# Material for this exercise:
▼▼▼

//! Baseline 10-year cardiovascular risk estimation.
//!
//! Log-linear hazard model over demographics, blood pressure, lipids,
//! kidney function, inflammation and vascular disease burden.

use crate::{Error, PatientProfile, Result};

/// Baseline survival at the model horizon
const BASELINE_SURVIVAL: f64 = 0.900;

/// Centering constant subtracted from the linear predictor
const LP_CENTER: f64 = 5.8;

pub const MIN_RISK_PERCENT: f64 = 1.0;
pub const MAX_RISK_PERCENT: f64 = 99.0;

/// Estimate 10-year risk in percent, rounded to one decimal and clamped to [1, 99]
///
/// Returns `Error::Computation` naming the offending input when any term of the
/// model is not a finite number (for example `crp <= -1`).
pub fn estimate_baseline_risk(profile: &PatientProfile) -> Result<f64> {
    let lp = linear_predictor(profile)?;

    let hazard = (lp - LP_CENTER).exp();
    let risk10 = 1.0 - BASELINE_SURVIVAL.powf(hazard);
    if !risk10.is_finite() {
        return Err(Error::Computation {
            input: "linear_predictor",
        });
    }

    let percent = round_one_decimal(risk10 * 100.0);
    let clamped = percent.clamp(MIN_RISK_PERCENT, MAX_RISK_PERCENT);

    tracing::debug!(
        "Baseline risk: lp={:.4}, raw={:.3}%, reported={}%",
        lp,
        risk10 * 100.0,
        clamped
    );

    Ok(clamped)
}

/// Weighted sum of the model covariates
fn linear_predictor(profile: &PatientProfile) -> Result<f64> {
    let total_chol = finite(profile.total_cholesterol, "total_cholesterol")?;
    let hdl = finite(profile.hdl, "hdl")?;
    let crp_log = finite((profile.crp + 1.0).ln(), "crp")?;

    let smoke_val = if profile.smoker { 1.0 } else { 0.0 };
    let diabetes_val = if profile.diabetes { 1.0 } else { 0.0 };

    let lp = 0.064 * f64::from(profile.age)
        + 0.34 * profile.sex.model_value()
        + 0.02 * f64::from(profile.systolic_bp)
        + 0.25 * total_chol
        - 0.25 * hdl
        + 0.44 * smoke_val
        + 0.51 * diabetes_val
        - 0.2 * (f64::from(profile.egfr) / 10.0)
        + 0.25 * crp_log
        + 0.4 * f64::from(profile.vascular_disease_count);

    finite(lp, "linear_predictor")
}

fn finite(value: f64, input: &'static str) -> Result<f64> {
    if value.is_finite() {
        Ok(value)
    } else {
        Err(Error::Computation { input })
    }
}

fn round_one_decimal(value: f64) -> f64 {
    (value * 10.0).round() / 10.0
}

#[cfg(test)]
mod tests {
    use super::*;
    use crate::Sex;

    fn reference_profile() -> PatientProfile {
        PatientProfile {
            age: 65,
            sex: Sex::Male,
            systolic_bp: 140,
            total_cholesterol: 5.0,
            hdl: 1.0,
            ldl: 3.5,
            smoker: false,
            diabetes: false,
            egfr: 80,
            crp: 2.0,
            vascular_disease_count: 0,
        }
    }

    #[test]
    fn test_reference_patient() {
        let risk = estimate_baseline_risk(&reference_profile()).unwrap();
        assert_eq!(risk, 28.9);
    }

    #[test]
    fn test_reference_patient_female() {
        let mut profile = reference_profile();
        profile.sex = Sex::Female;
        assert_eq!(estimate_baseline_risk(&profile).unwrap(), 21.6);
    }

    #[test]
    fn test_clamped_to_minimum() {
        let profile = PatientProfile {
            age: 30,
            sex: Sex::Female,
            systolic_bp: 90,
            total_cholesterol: 2.0,
            hdl: 3.0,
            ldl: 1.0,
            smoker: false,
            diabetes: false,
            egfr: 120,
            crp: 0.1,
            vascular_disease_count: 0,
        };
        assert_eq!(estimate_baseline_risk(&profile).unwrap(), MIN_RISK_PERCENT);
    }

    #[test]
    fn test_clamped_to_maximum() {
        let profile = PatientProfile {
            age: 100,
            sex: Sex::Male,
            systolic_bp: 220,
            total_cholesterol: 10.0,
            hdl: 0.5,
            ldl: 6.0,
            smoker: true,
            diabetes: true,
            egfr: 15,
            crp: 20.0,
            vascular_disease_count: 3,
        };
        assert_eq!(estimate_baseline_risk(&profile).unwrap(), MAX_RISK_PERCENT);
    }

    #[test]
    fn test_invalid_crp_is_computation_error() {
        let mut profile = reference_profile();
        profile.crp = -1.0;
        let err = estimate_baseline_risk(&profile).unwrap_err();
        assert!(matches!(err, Error::Computation { input: "crp" }));

        profile.crp = -3.0;
        let err = estimate_baseline_risk(&profile).unwrap_err();
        assert!(matches!(err, Error::Computation { input: "crp" }));
    }

    #[test]
    fn test_nan_cholesterol_is_computation_error() {
        let mut profile = reference_profile();
        profile.total_cholesterol = f64::NAN;
        let err = estimate_baseline_risk(&profile).unwrap_err();
        assert!(matches!(
            err,
            Error::Computation {
                input: "total_cholesterol"
            }
        ));
    }

    #[test]
    fn test_deterministic() {
        let profile = reference_profile();
        let a = estimate_baseline_risk(&profile).unwrap();
        let b = estimate_baseline_risk(&profile).unwrap();
        assert_eq!(a.to_bits(), b.to_bits());
    }

    #[test]
    fn test_range_over_valid_inputs() {
        for age in (30..=100).step_by(10) {
            for sbp in (90..=220).step_by(26) {
                for egfr in (15..=120).step_by(21) {
                    for vasc in 0..=3 {
                        for &crp in &[0.1, 2.0, 20.0] {
                            let profile = PatientProfile {
                                age,
                                systolic_bp: sbp,
                                egfr,
                                crp,
                                vascular_disease_count: vasc,
                                smoker: vasc % 2 == 0,
                                ..reference_profile()
                            };
                            let risk = estimate_baseline_risk(&profile).unwrap();
                            assert!(
                                (MIN_RISK_PERCENT..=MAX_RISK_PERCENT).contains(&risk),
                                "risk {} out of range for {:?}",
                                risk,
                                profile
                            );
                        }
                    }
                }
            }
        }
    }

    #[test]
    fn test_monotonic_in_risk_factors() {
        let base = reference_profile();
        let risk = |p: PatientProfile| estimate_baseline_risk(&p).unwrap();

        let mut previous = 0.0;
        for age in 30..=100 {
            let r = risk(PatientProfile { age, ..base });
            assert!(r >= previous, "age {} decreased risk", age);
            previous = r;
        }

        let mut previous = 0.0;
        for sbp in 90..=220 {
            let r = risk(PatientProfile {
                systolic_bp: sbp,
                ..base
            });
            assert!(r >= previous, "sbp {} decreased risk", sbp);
            previous = r;
        }

        let mut previous = 0.0;
        for step in 0..=80 {
            let total_cholesterol = 2.0 + f64::from(step) * 0.1;
            let r = risk(PatientProfile {
                total_cholesterol,
                ..base
            });
            assert!(r >= previous, "total cholesterol {} decreased risk", total_cholesterol);
            previous = r;
        }

        let mut previous = 0.0;
        for vascular_disease_count in 0..=3 {
            let r = risk(PatientProfile {
                vascular_disease_count,
                ..base
            });
            assert!(r >= previous);
            previous = r;
        }

        assert!(risk(PatientProfile { smoker: true, ..base }) >= risk(base));
        assert!(risk(PatientProfile { diabetes: true, ..base }) >= risk(base));
    }

    #[test]
    fn test_hdl_is_protective() {
        let base = reference_profile();
        let mut previous = f64::MAX;
        for step in 0..=25 {
            let hdl = 0.5 + f64::from(step) * 0.1;
            let r = estimate_baseline_risk(&PatientProfile { hdl, ..base }).unwrap();
            assert!(r <= previous, "hdl {} increased risk", hdl);
            previous = r;
        }
    }
}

▲▲▲

# What to produce:
The full listing above needs to be retyped exactly.

# Response to this task:
//! Baseline 10-year cardiovascular risk estimation.
//!
//! Log-linear hazard model over demographics, blood pressure, lipids,
//! kidney function, inflammation and vascular disease burden.

use crate::{Error, PatientProfile, Result};

/// Baseline survival at the model horizon
const BASELINE_SURVIVAL: f64 = 0.900;

/// Centering constant subtracted from the linear predictor
const LP_CENTER: f64 = 5.8;

pub const MIN_RISK_PERCENT: f64 = 1.0;
pub const MAX_RISK_PERCENT: f64 = 99.0;

/// Estimate 10-year risk in percent, rounded to one decimal and clamped to [1, 99]
///
/// Returns `Error::Computation` naming the offending input when any term of the
/// model is not a finite number (for example `crp <= -1`).
pub fn estimate_baseline_risk(profile: &PatientProfile) -> Result<f64> {
    let lp = linear_predictor(profile)?;

    let hazard = (lp - LP_CENTER).exp();
    let risk10 = 1.0 - BASELINE_SURVIVAL.powf(hazard);
    if !risk10.is_finite() {
        return Err(Error::Computation {
            input: "linear_predictor",
        });
    }

    let percent = round_one_decimal(risk10 * 100.0);
    let clamped = percent.clamp(MIN_RISK_PERCENT, MAX_RISK_PERCENT);

    tracing::debug!(
        "Baseline risk: lp={:.4}, raw={:.3}%, reported={}%",
        lp,
        risk10 * 100.0,
        clamped
    );

    Ok(clamped)
}

/// Weighted sum of the model covariates
fn linear_predictor(profile: &PatientProfile) -> Result<f64> {
    let total_chol = finite(profile.total_cholesterol, "total_cholesterol")?;
    let hdl = finite(profile.hdl, "hdl")?;
    let crp_log = finite((profile.crp + 1.0).ln(), "crp")?;

    let smoke_val = if profile.smoker { 1.0 } else { 0.0 };
    let diabetes_val = if profile.diabetes { 1.0 } else { 0.0 };

    let lp = 0.064 * f64::from(profile.age)
        + 0.34 * profile.sex.model_value()
        + 0.02 * f64::from(profile.systolic_bp)
        + 0.25 * total_chol
        - 0.25 * hdl
        + 0.44 * smoke_val
        + 0.51 * diabetes_val
        - 0.2 * (f64::from(profile.egfr) / 10.0)
        + 0.25 * crp_log
        + 0.4 * f64::from(profile.vascular_disease_count);

    finite(lp, "linear_predictor")
}

fn finite(value: f64, input: &'static str) -> Result<f64> {
    if value.is_finite() {
        Ok(value)
    } else {
        Err(Error::Computation { input })
    }
}

fn round_one_decimal(value: f64) -> f64 {
    (value * 10.0).round() / 10.0
}

#[cfg(test)]
mod tests {
    use super::*;
    use crate::Sex;

    fn reference_profile() -> PatientProfile {
        PatientProfile {
            age: 65,
            sex: Sex::Male,
            systolic_bp: 140,
            total_cholesterol: 5.0,
            hdl: 1.0,
            ldl: 3.5,
            smoker: false,
            diabetes: false,
            egfr: 80,
            crp: 2.0,
            vascular_disease_count: 0,
        }
    }

    #[test]
    fn test_reference_patient() {
        let risk = estimate_baseline_risk(&reference_profile()).unwrap();
        assert_eq!(risk, 28.9);
    }

    #[test]
    fn test_reference_patient_female() {
        let mut profile = reference_profile();
        profile.sex = Sex::Female;
        assert_eq!(estimate_baseline_risk(&profile).unwrap(), 21.6);
    }

    #[test]
    fn test_clamped_to_minimum() {
        let profile = PatientProfile {
            age: 30,
            sex: Sex::Female,
            systolic_bp: 90,
            total_cholesterol: 2.0,
            hdl: 3.0,
            ldl: 1.0,
            smoker: false,
            diabetes: false,
            egfr: 120,
            crp: 0.1,
            vascular_disease_count: 0,
        };
        assert_eq!(estimate_baseline_risk(&profile).unwrap(), MIN_RISK_PERCENT);
    }

    #[test]
    fn test_clamped_to_maximum() {
        let profile = PatientProfile {
            age: 100,
            sex: Sex::Male,
            systolic_bp: 220,
            total_cholesterol: 10.0,
            hdl: 0.5,
            ldl: 6.0,
            smoker: true,
            diabetes: true,
            egfr: 15,
            crp: 20.0,
            vascular_disease_count: 3,
        };
        assert_eq!(estimate_baseline_risk(&profile).unwrap(), MAX_RISK_PERCENT);
    }

    #[test]
    fn test_invalid_crp_is_computation_error() {
        let mut profile = reference_profile();
        profile.crp = -1.0;
        let err = estimate_baseline_risk(&profile).unwrap_err();
        assert!(matches!(err, Error::Computation { input: "crp" }));

        profile.crp = -3.0;
        let err = estimate_baseline_risk(&profile).unwrap_err();
        assert!(matches!(err, Error::Computation { input: "crp" }));
    }

    #[test]
    fn test_nan_cholesterol_is_computation_error() {
        let mut profile = reference_profile();
        profile.total_cholesterol = f64::NAN;
        let err = estimate_baseline_risk(&profile).unwrap_err();
        assert!(matches!(
            err,
            Error::Computation {
                input: "total_cholesterol"
            }
        ));
    }

    #[test]
    fn test_deterministic() {
        let profile = reference_profile();
        let a = estimate_baseline_risk(&profile).unwrap();
        let b = estimate_baseline_risk(&profile).unwrap();
        assert_eq!(a.to_bits(), b.to_bits());
    }

    #[test]
    fn test_range_over_valid_inputs() {
        for age in (30..=100).step_by(10) {
            for sbp in (90..=220).step_by(26) {
                for egfr in (15..=120).step_by(21) {
                    for vasc in 0..=3 {
                        for &crp in &[0.1, 2.0, 20.0] {
                            let profile = PatientProfile {
                                age,
                                systolic_bp: sbp,
                                egfr,
                                crp,
                                vascular_disease_count: vasc,
                                smoker: vasc % 2 == 0,
                                ..reference_profile()
                            };
                            let risk = estimate_baseline_risk(&profile).unwrap();
                            assert!(
                                (MIN_RISK_PERCENT..=MAX_RISK_PERCENT).contains(&risk),
                                "risk {} out of range for {:?}",
                                risk,
                                profile
                            );
                        }
                    }
                }
            }
        }
    }

    #[test]
    fn test_monotonic_in_risk_factors() {
        let base = reference_profile();
        let risk = |p: PatientProfile| estimate_baseline_risk(&p).unwrap();

        let mut previous = 0.0;
        for age in 30..=100 {
            let r = risk(PatientProfile { age, ..base });
            assert!(r >= previous, "age {} decreased risk", age);
            previous = r;
        }

        let mut previous = 0.0;
        for sbp in 90..=220 {
            let r = risk(PatientProfile {
                systolic_bp: sbp,
                ..base
            });
            assert!(r >= previous, "sbp {} decreased risk", sbp);
            previous = r;
        }

        let mut previous = 0.0;
        for step in 0..=80 {
            let total_cholesterol = 2.0 + f64::from(step) * 0.1;
            let r = risk(PatientProfile {
                total_cholesterol,
                ..base
            });
            assert!(r >= previous, "total cholesterol {} decreased risk", total_cholesterol);
            previous = r;
        }

        let mut previous = 0.0;
        for vascular_disease_count in 0..=3 {
            let r = risk(PatientProfile {
                vascular_disease_count,
                ..base
            });
            assert!(r >= previous);
            previous = r;
        }

        assert!(risk(PatientProfile { smoker: true, ..base }) >= risk(base));
        assert!(risk(PatientProfile { diabetes: true, ..base }) >= risk(base));
    }

    #[test]
    fn test_hdl_is_protective() {
        let base = reference_profile();
        let mut previous = f64::MAX;
        for step in 0..=25 {
            let hdl = 0.5 + f64::from(step) * 0.1;
            let r = estimate_baseline_risk(&PatientProfile { hdl, ..base }).unwrap();
            assert!(r <= previous, "hdl {} increased risk", hdl);
            previous = r;
        }
    }
}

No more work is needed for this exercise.